Former Oslo metro station

Nordberg was a station on the Sognsvann Line of the Oslo Metro in Oslo, Norway. It was opened on 10 October 1934, and was located between Østhorn and Holstein stations, in a level crossing with the steep road Borgestadveien. The station saw several accidents, and was closed on 5 May 1992 when the Sognsvann Line was upgraded to rapid transit standard. An underpass was constructed to allow pedestrians pass under the tracks.

==History==
Nordberg station opened on 10 October 1934 as a station on the Sognsvann Line. The line was built by the municipally owned company Akersbanerne. The line was double-tracked from Majorstuen to Korsvoll, and single-tracked from there to Sognsvann. In 1939, the section Korsvoll–Sognsvann was upgraded to double track, and the station Korsvoll had its name changed to Østhorn.

Nordberg was part of Holmenkolbanen's operating network until 1975, when the municipality of Oslo bought all the company's stock. In the early 1990s, the stations on the Sognsvann Line were upgraded to metro standard, which involves a heightening and lengthening of the platforms, installation of third rail power supply and a new signaling system. The third rail made it impossible to cross the line in-grade, and under- or overpasses had to be built at all stations. The transport authorities decided to close Nordberg, arguing that the access roads to the station were steep and dangerous, and icy during the winter. The residents of Nordberg opposed the closure of the station, arguing that it had served the area well with its central position in the area. Nevertheless, the station was closed, along with the level crossing that formerly had allowed for car traffic to cross the tracks. An underpass for pedestrians was constructed.

== Accidents ==
In 1951, two young lads rode a sled over the station's level crossing, and accidentally hit a truck that was parked on the other side of the station. In 1987, a 29-year-old man was attacked by a raging moose near the station.
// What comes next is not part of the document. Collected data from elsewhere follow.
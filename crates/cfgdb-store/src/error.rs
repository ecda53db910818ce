use cfgdb_types::ObjectRef;

/// Errors from object store operations.
#[derive(Debug, thiserror::Error)]
pub enum StoreError {
    /// An object with the same class and id is already loaded.
    #[error("object already exists: {0}")]
    AlreadyExists(ObjectRef),

    /// The requested object is not loaded.
    #[error("object not found: {0}")]
    NotFound(ObjectRef),

    /// Removing the object would leave other objects pointing at nothing.
    #[error("{target} is still referenced by {}", format_referrers(.referrers))]
    DanglingReference {
        target: ObjectRef,
        referrers: Vec<(ObjectRef, String)>,
    },

    /// The object has no slot with this name.
    #[error("object {object} has no field {field}")]
    UnknownField { object: ObjectRef, field: String },

    /// An internal index disagrees with the arena.
    #[error("object store corrupted: {0}")]
    Corrupt(String),
}

fn format_referrers(referrers: &[(ObjectRef, String)]) -> String {
    referrers
        .iter()
        .map(|(obj, slot)| format!("{obj}.{slot}"))
        .collect::<Vec<_>>()
        .join(", ")
}

/// Result alias for store operations.
pub type StoreResult<T> = Result<T, StoreError>;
The man ran off to a shop 40 m away, and left the accident with broken ribs and a punctured lung. The reason for the moose's rage is unknown, but it was seen a few days earlier with a calf, and it is assumed that the moose wanted to protect it from foreigners. The man was sent to Ullevål University Hospital shortly thereafter.

==Location==
Nordberg Station was located in the steep road named Borgestadveien, that passed the station in a level crossing. The station served the local senior center named Nordberghjemmet, and was the most used of all stations among residents living in Nordberg. After the 1992 closure, very little remains from the station, aside from a pedestrians' underpass.